Les deux autres créations que j’évoquerai questionnent le corps du spectateur
sensiblement de la même manière, en l’invitant à entrer dans l’espace de l’œuvre, non pas pour la
modifier mais bien pour en créer une, unique : la notre. Il s’agit de Liminal Scope, du collectif
australo-américain Hovver, et de Brumes, des artistes américano-allemand Sebastian Wolf et
Michael Kugler. Dans la première, trois anneaux semblant flotter dans le vide s’illuminent de
teintes monochromes. L’un est bleu, l’autre rose, le dernier blanc. Ces anneaux sont là, face à nous,
à taille et à hauteur humaine. Rien ne nous empêche de les toucher. Si ce n’est l’éducation,
rapidement balayée par une curiosité avide de mieux (conce)voir, de mieux comprendre.

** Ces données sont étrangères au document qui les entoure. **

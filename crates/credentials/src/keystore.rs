//! Passphrase-protected container for certificate/private-key entries.
//!
//! Responsibilities:
//! - Hold aliased X.509 certificate (DER) + private key (DER) pairs.
//! - Seal private keys at rest with AES-256-GCM under an Argon2id-derived key.
//! - Unseal keys only when the correct passphrase is presented.
//!
//! Does NOT handle:
//! - Certificate parsing or validation (the DER bytes are opaque here).
//! - Persistence of the keystore itself (see the store trait for lookup).
//!
//! Invariants:
//! - Entries keep insertion order, so "first alias" is deterministic.
//! - A wrong passphrase always surfaces as `KeyUnlock`, never as corrupt data.
//! - Unsealed key bytes are returned to the caller and never cached.

use aes_gcm::aead::{Aead, KeyInit};
use aes_gcm::{Aes256Gcm, Nonce};
use argon2::Argon2;
use rand::RngExt;
use secrecy::{ExposeSecret, SecretString};

use crate::error::{CredentialError, Result};

/// A private key sealed under a passphrase-derived key.
#[derive(Debug, Clone)]
struct SealedKey {
    ciphertext: Vec<u8>,
    nonce: [u8; 12],
    salt: [u8; 16],
}

/// One aliased certificate/private-key pair.
#[derive(Debug, Clone)]
struct KeystoreEntry {
    alias: String,
    certificate_der: Vec<u8>,
    key: SealedKey,
}

/// A container holding one or more aliased certificate/private-key entries,
/// each protected by a passphrase.
#[derive(Debug, Clone, Default)]
pub struct Keystore {
    entries: Vec<KeystoreEntry>,
}

impl Keystore {
    /// Create an empty keystore.
    pub fn new() -> Self {
        Self::default()
    }

    /// Add an entry, sealing the private key under the passphrase.
    ///
    /// Replaces any existing entry with the same alias in place, keeping its
    /// position in the enumeration order.
    pub fn insert(
        &mut self,
        alias: impl Into<String>,
        certificate_der: Vec<u8>,
        key_der: &[u8],
        passphrase: &SecretString,
    ) -> Result<()> {
        let alias = alias.into();
        let salt = generate_salt();
        let key = derive_key(passphrase, &salt)?;
        let (ciphertext, nonce) = seal(key_der, &key)?;

        let entry = KeystoreEntry {
            alias: alias.clone(),
            certificate_der,
            key: SealedKey {
                ciphertext,
                nonce,
                salt,
            },
        };
        match self.entries.iter_mut().find(|e| e.alias == alias) {
            Some(existing) => *existing = entry,
            None => self.entries.push(entry),
        }
        Ok(())
    }

    /// Iterate over aliases in insertion order.
    pub fn aliases(&self) -> impl Iterator<Item = &str> {
        self.entries.iter().map(|e| e.alias.as_str())
    }

    /// Number of entries.
    pub fn len(&self) -> usize {
        self.entries.len()
    }

    /// Whether the keystore holds no entries.
    pub fn is_empty(&self) -> bool {
        self.entries.is_empty()
    }

    /// The first alias in insertion order.
    ///
    /// The single-entry keystore is the expected case; with multiple entries
    /// the first inserted one is selected, deterministically. An empty
    /// keystore is an error: there is no alias to select, and silently
    /// producing an unauthenticated configuration would mask the problem.
    pub fn first_alias(&self) -> Result<&str> {
        self.entries
            .first()
            .map(|e| e.alias.as_str())
            .ok_or_else(|| CredentialError::KeystoreAccess("keystore has no aliases".to_string()))
    }

    /// The DER encoding of the certificate stored under `alias`.
    pub fn certificate_der(&self, alias: &str) -> Result<&[u8]> {
        let entry = self.entry(alias)?;
        Ok(&entry.certificate_der)
    }

    /// Unseal and return the DER encoding of the private key stored under
    /// `alias`. Requires the passphrase the entry was sealed with.
    pub fn private_key_der(&self, alias: &str, passphrase: &SecretString) -> Result<Vec<u8>> {
        let entry = self.entry(alias)?;
        let key = derive_key(passphrase, &entry.key.salt)?;
        unseal(&entry.key.ciphertext, &key, &entry.key.nonce).map_err(|_| {
            CredentialError::KeyUnlock {
                alias: alias.to_string(),
            }
        })
    }

    fn entry(&self, alias: &str) -> Result<&KeystoreEntry> {
        self.entries
            .iter()
            .find(|e| e.alias == alias)
            .ok_or_else(|| {
                CredentialError::KeystoreAccess(format!("no entry for alias '{alias}'"))
            })
    }
}

/// Derives a 32-byte sealing key from the passphrase and salt using Argon2id.
fn derive_key(passphrase: &SecretString, salt: &[u8]) -> Result<[u8; 32]> {
    let argon2 = Argon2::default();
    let mut key = [0u8; 32];
    argon2
        .hash_password_into(passphrase.expose_secret().as_bytes(), salt, &mut key)
        .map_err(|e| CredentialError::UnsupportedAlgorithm(e.to_string()))?;
    Ok(key)
}

/// Seals data with AES-256-GCM. Returns (ciphertext + tag, nonce).
fn seal(data: &[u8], key: &[u8; 32]) -> Result<(Vec<u8>, [u8; 12])> {
    let cipher = Aes256Gcm::new(key.into());
    let mut nonce_bytes = [0u8; 12];
    rand::rng().fill(&mut nonce_bytes);
    let nonce = Nonce::from_slice(&nonce_bytes);

    let ciphertext = cipher
        .encrypt(nonce, data)
        .map_err(|e| CredentialError::UnsupportedAlgorithm(e.to_string()))?;

    Ok((ciphertext, nonce_bytes))
}

/// Unseals AES-256-GCM ciphertext. Fails on a wrong key (tag mismatch).
fn unseal(ciphertext: &[u8], key: &[u8; 32], nonce: &[u8; 12]) -> std::result::Result<Vec<u8>, aes_gcm::Error> {
    let cipher = Aes256Gcm::new(key.into());
    let nonce = Nonce::from_slice(nonce);
    cipher.decrypt(nonce, ciphertext)
}

/// Generates a random 16-byte salt for key derivation.
fn generate_salt() -> [u8; 16] {
    let mut salt = [0u8; 16];
    rand::rng().fill(&mut salt);
    salt
}

#[cfg(test)]
mod tests {
    use super::*;

    fn passphrase(s: &str) -> SecretString {
        SecretString::new(s.to_string().into())
    }

    #[test]
    fn test_insert_and_unseal_round_trip() {
        let mut ks = Keystore::new();
        let pw = passphrase("changeit");
        ks.insert("client", vec![0x30, 0x82, 0x01, 0x0a], b"key-der-bytes", &pw)
            .unwrap();

        let cert = ks.certificate_der("client").unwrap();
        assert_eq!(cert, &[0x30, 0x82, 0x01, 0x0a]);

        let key = ks.private_key_der("client", &pw).unwrap();
        assert_eq!(key, b"key-der-bytes");
    }

    #[test]
    fn test_wrong_passphrase_is_key_unlock() {
        let mut ks = Keystore::new();
        ks.insert("client", vec![0x30], b"key-der", &passphrase("right"))
            .unwrap();

        let err = ks
            .private_key_der("client", &passphrase("wrong"))
            .unwrap_err();
        assert!(matches!(err, CredentialError::KeyUnlock { .. }));
    }

    #[test]
    fn test_empty_keystore_has_no_first_alias() {
        let ks = Keystore::new();
        let err = ks.first_alias().unwrap_err();
        assert!(matches!(err, CredentialError::KeystoreAccess(_)));
    }

    #[test]
    fn test_first_alias_is_insertion_order() {
        let mut ks = Keystore::new();
        let pw = passphrase("pw");
        ks.insert("first", vec![1], b"k1", &pw).unwrap();
        ks.insert("second", vec![2], b"k2", &pw).unwrap();

        assert_eq!(ks.first_alias().unwrap(), "first");
        assert_eq!(ks.aliases().collect::<Vec<_>>(), vec!["first", "second"]);
    }

    #[test]
    fn test_reinsert_keeps_position_and_reseals() {
        let mut ks = Keystore::new();
        let pw = passphrase("pw");
        ks.insert("a", vec![1], b"old", &pw).unwrap();
        ks.insert("b", vec![2], b"k", &pw).unwrap();
        ks.insert("a", vec![3], b"new", &pw).unwrap();

        assert_eq!(ks.len(), 2);
        assert_eq!(ks.first_alias().unwrap(), "a");
        assert_eq!(ks.certificate_der("a").unwrap(), &[3]);
        assert_eq!(ks.private_key_der("a", &pw).unwrap(), b"new");
    }

    #[test]
    fn test_unknown_alias_is_keystore_access() {
        let ks = Keystore::new();
        let err = ks.certificate_der("missing").unwrap_err();
        assert!(matches!(err, CredentialError::KeystoreAccess(_)));
    }

    /// Sealed key material must not leak through Debug output.
    #[test]
    fn test_debug_does_not_expose_key_der() {
        let mut ks = Keystore::new();
        ks.insert("client", vec![0x30], b"top-secret-key-der", &passphrase("pw"))
            .unwrap();

        let debug_output = format!("{:?}", ks);
        assert!(!debug_output.contains("top-secret-key-der"));
    }
}
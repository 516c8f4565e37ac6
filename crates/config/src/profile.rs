//! Assembled connection-profile types.
//!
//! Responsibilities:
//! - Define the `ConnectionProfile` output record and its auth material.
//! - Handle serialization of secret values for out-of-process consumers.
//!
//! Does NOT handle:
//! - Profile assembly or credential dispatch (see `builder`).
//! - Opening the actual transport (client factory, out of scope).
//!
//! Invariants:
//! - At most one auth shape per profile; the enum enforces exclusivity.
//! - All secret values use `secrecy::SecretString`; serialization includes
//!   them for hand-off, secrecy is for runtime logging safety.

use secrecy::SecretString;
use serde::{Deserialize, Serialize};

/// Module for serializing SecretString as strings.
mod secret_string {
    use secrecy::{ExposeSecret, SecretString};
    use serde::{Deserialize as DeserializeTrait, Serialize as SerializeTrait};
    use serde::{Deserializer, Serializer};

    pub fn serialize<S>(secret: &SecretString, serializer: S) -> Result<S::Ok, S::Error>
    where
        S: Serializer,
    {
        secret.expose_secret().serialize(serializer)
    }

    pub fn deserialize<'de, D>(deserializer: D) -> Result<SecretString, D::Error>
    where
        D: Deserializer<'de>,
    {
        let s = String::deserialize(deserializer)?;
        Ok(SecretString::new(s.into()))
    }
}

/// Authentication material attached to a connection profile.
///
/// Exactly one shape is present per profile; which one depends on the
/// credential the profile was built from.
#[derive(Debug, Clone, Serialize, Deserialize)]
#[serde(tag = "type")]
pub enum AuthMaterial {
    /// OAuth bearer token minted by a token producer.
    #[serde(rename = "token")]
    BearerToken {
        #[serde(with = "secret_string")]
        token: SecretString,
    },
    /// Plain username/password basic auth.
    #[serde(rename = "basic")]
    Basic {
        username: String,
        #[serde(with = "secret_string")]
        password: SecretString,
    },
    /// Client certificate auth, ready for a Kubernetes-style client:
    /// `client_cert_data` is Base64 of the certificate DER and
    /// `client_key_data` is the double-encoded PEM private key.
    #[serde(rename = "client-certificate")]
    ClientCertificate {
        client_cert_data: String,
        #[serde(with = "secret_string")]
        client_key_data: SecretString,
        #[serde(with = "secret_string")]
        client_key_passphrase: SecretString,
    },
}

/// A fully assembled set of parameters for opening an authenticated
/// connection to a cluster API endpoint.
///
/// Handed to a client factory and not retained or mutated afterwards.
#[derive(Debug, Clone, Serialize, Deserialize)]
pub struct ConnectionProfile {
    /// Master API endpoint URL.
    pub master_url: String,
    /// Namespace to operate in; `None` lets the client use its own default.
    #[serde(skip_serializing_if = "Option::is_none")]
    pub namespace: Option<String>,
    /// Request (read) timeout in milliseconds.
    pub request_timeout_ms: u64,
    /// Connection timeout in milliseconds.
    pub connect_timeout_ms: u64,
    /// Trust all server certificates unconditionally.
    pub trust_certs: bool,
    /// Custom CA certificate data (PEM). May be present alongside
    /// `trust_certs`; the transport gives `trust_certs` precedence.
    #[serde(skip_serializing_if = "Option::is_none")]
    pub ca_cert_data: Option<String>,
    /// Auth material, absent for unauthenticated profiles.
    #[serde(skip_serializing_if = "Option::is_none")]
    pub auth: Option<AuthMaterial>,
}
//! Credential store seam and id-based resolution.
//!
//! Responsibilities:
//! - Define the `CredentialStore` trait real backends implement.
//! - Provide `InMemoryCredentialStore` for embedding and tests.
//! - Resolve an opaque credential id to the first matching credential.
//!
//! Does NOT handle:
//! - Storage, encryption at rest, or access control enforcement; those belong
//!   to the backing store.
//!
//! Invariants:
//! - The lookup scope is an explicit parameter, never ambient state.
//! - A missing credential id is a normal outcome (`None`), not an error.

use std::sync::Arc;

use tracing::debug;

use crate::credential::Credential;

/// Access scope under which a lookup runs.
///
/// `System` is the elevated, no-domain-restriction scope; passing it
/// explicitly keeps the privilege visible at every call site.
#[derive(Debug, Clone, PartialEq, Eq)]
pub enum LookupScope {
    /// System-level access, unrestricted by user.
    System,
    /// Access on behalf of a specific user.
    User { id: String },
}

/// A constraint narrowing which credentials a lookup may return, typically
/// derived from the target endpoint.
#[derive(Debug, Clone, Default)]
pub struct DomainRequirement {
    pub scheme: Option<String>,
    pub host: Option<String>,
}

/// Read-only access to stored credentials.
pub trait CredentialStore: Send + Sync {
    /// List all credentials visible under `scope` that satisfy every
    /// requirement. An empty requirement list means no domain restriction.
    fn lookup(&self, scope: &LookupScope, requirements: &[DomainRequirement]) -> Vec<Credential>;
}

/// A credential store backed by a plain vector.
#[derive(Default)]
pub struct InMemoryCredentialStore {
    credentials: Vec<Credential>,
}

impl InMemoryCredentialStore {
    pub fn new(credentials: Vec<Credential>) -> Self {
        Self { credentials }
    }

    pub fn push(&mut self, credential: Credential) {
        self.credentials.push(credential);
    }
}

impl CredentialStore for InMemoryCredentialStore {
    fn lookup(&self, _scope: &LookupScope, _requirements: &[DomainRequirement]) -> Vec<Credential> {
        self.credentials.clone()
    }
}

/// Resolves credential ids against a store.
pub struct CredentialResolver {
    store: Arc<dyn CredentialStore>,
}

impl CredentialResolver {
    pub fn new(store: Arc<dyn CredentialStore>) -> Self {
        Self { store }
    }

    /// Look up the credential with the given id under system scope.
    ///
    /// Returns `None` for an empty id or when no stored credential matches.
    /// Absence is an expected outcome: a stale id yields an unauthenticated
    /// connection profile downstream rather than a hard failure, so callers
    /// needing a hard failure must check for `None` themselves.
    pub fn resolve(&self, id: &str) -> Option<Credential> {
        if id.is_empty() {
            return None;
        }
        let found = self
            .store
            .lookup(&LookupScope::System, &[])
            .into_iter()
            .find(|c| c.id == id);
        if found.is_none() {
            debug!(credential_id = id, "credential not found in store");
        }
        found
    }
}
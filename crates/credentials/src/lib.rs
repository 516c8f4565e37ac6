//! Credential model and resolution for kubeconn.
//!
//! This crate defines the three credential shapes a cluster connection can be
//! authenticated with (token producer, username/password, certificate
//! keystore), the passphrase-protected keystore backing the certificate
//! shape, and the resolver that turns an opaque credential id into a stored
//! credential.

mod credential;
mod error;
mod keystore;
mod store;

pub use credential::{Credential, CredentialKind, TokenProducer};
pub use error::{CredentialError, Result};
pub use keystore::Keystore;
pub use store::{
    CredentialResolver, CredentialStore, DomainRequirement, InMemoryCredentialStore, LookupScope,
};
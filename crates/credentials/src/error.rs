//! Error types for credential and keystore operations.

use thiserror::Error;

/// Result type alias for credential operations.
pub type Result<T> = std::result::Result<T, CredentialError>;

/// Errors that can occur while reading credential material.
///
/// Resolution misses are deliberately absent: a credential id that no longer
/// exists is an expected outcome and is modeled as `Option::None` by the
/// resolver, not as an error.
#[derive(Error, Debug)]
pub enum CredentialError {
    /// The key derivation or sealing algorithm parameters are unusable.
    #[error("unsupported key algorithm: {0}")]
    UnsupportedAlgorithm(String),

    /// The private key could not be unlocked (wrong or missing passphrase).
    #[error("unable to unlock private key for alias '{alias}'")]
    KeyUnlock { alias: String },

    /// The keystore is malformed or has no usable entry.
    #[error("keystore access failed: {0}")]
    KeystoreAccess(String),

    /// The certificate's DER encoding is unavailable or corrupt.
    #[error("certificate encoding unavailable for alias '{alias}'")]
    CertificateEncoding { alias: String },
}

impl CredentialError {
    /// Check if this error indicates bad credential material (as opposed to
    /// a wrong passphrase supplied at unlock time).
    pub fn is_material_error(&self) -> bool {
        matches!(
            self,
            Self::UnsupportedAlgorithm(_) | Self::KeystoreAccess(_) | Self::CertificateEncoding { .. }
        )
    }
}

La
matière est froide, lisse. Il est temps de passer à l’étape suivante : rien ne nous empêche de passer
la main au travers. On hésite… et on franchit le pas. Et là nos mains brisant les faisceaux lumineux
en viennent à en modifier la direction, l’harmonie, pour en créer une autre qui nous est propre. La
bande sonore, composée de longues fréquences basses, nous invite à prolonger l’expérience de ce
moment de communion. Cette expérience de création partagée, on la retrouve ensuite dans la
statue éphémère, à la fois unique et multiple qu’est Brumes. Au milieu d’un pièce sombre, un
piédestal nous accueille coiffé en son sommet d’un dôme aux allures de coton. Néanmoins, un
geste trop brusque à proximité, et voilà que la brume aux allures de textiles vole et se volatilise.
Celle ci est aussitôt remplacée par un nouveau dôme. Le spectateur est donc invité à participer
pleinement à l’évolution et à la vie de l’oeuvre, en la modelant, en la suscitant, et en la dispersant
pour en recommencer une nouvelle. Non content d’impliquer le corps de celui qui la regarde, qui
se démène et se contorsionne pour faire prendre à cette vapeur d’eau insaisissable une forme
convenable, cette sculpture a aussi le don de nous faire retomber en enfance : on retrouve l’état
d’esprit de celui qui édifie un château de sable sur la plage, ou de celui qui, lors de la fête
d’anniversaire, tente de souffler toutes les bougies d’une seule expiration.
Voyage dans le temps, voyage dans l’espace, l’art numérique nous offre ici sa poésie, qui
n’a de cesse de jouer avec nous, notre présence, notre corps.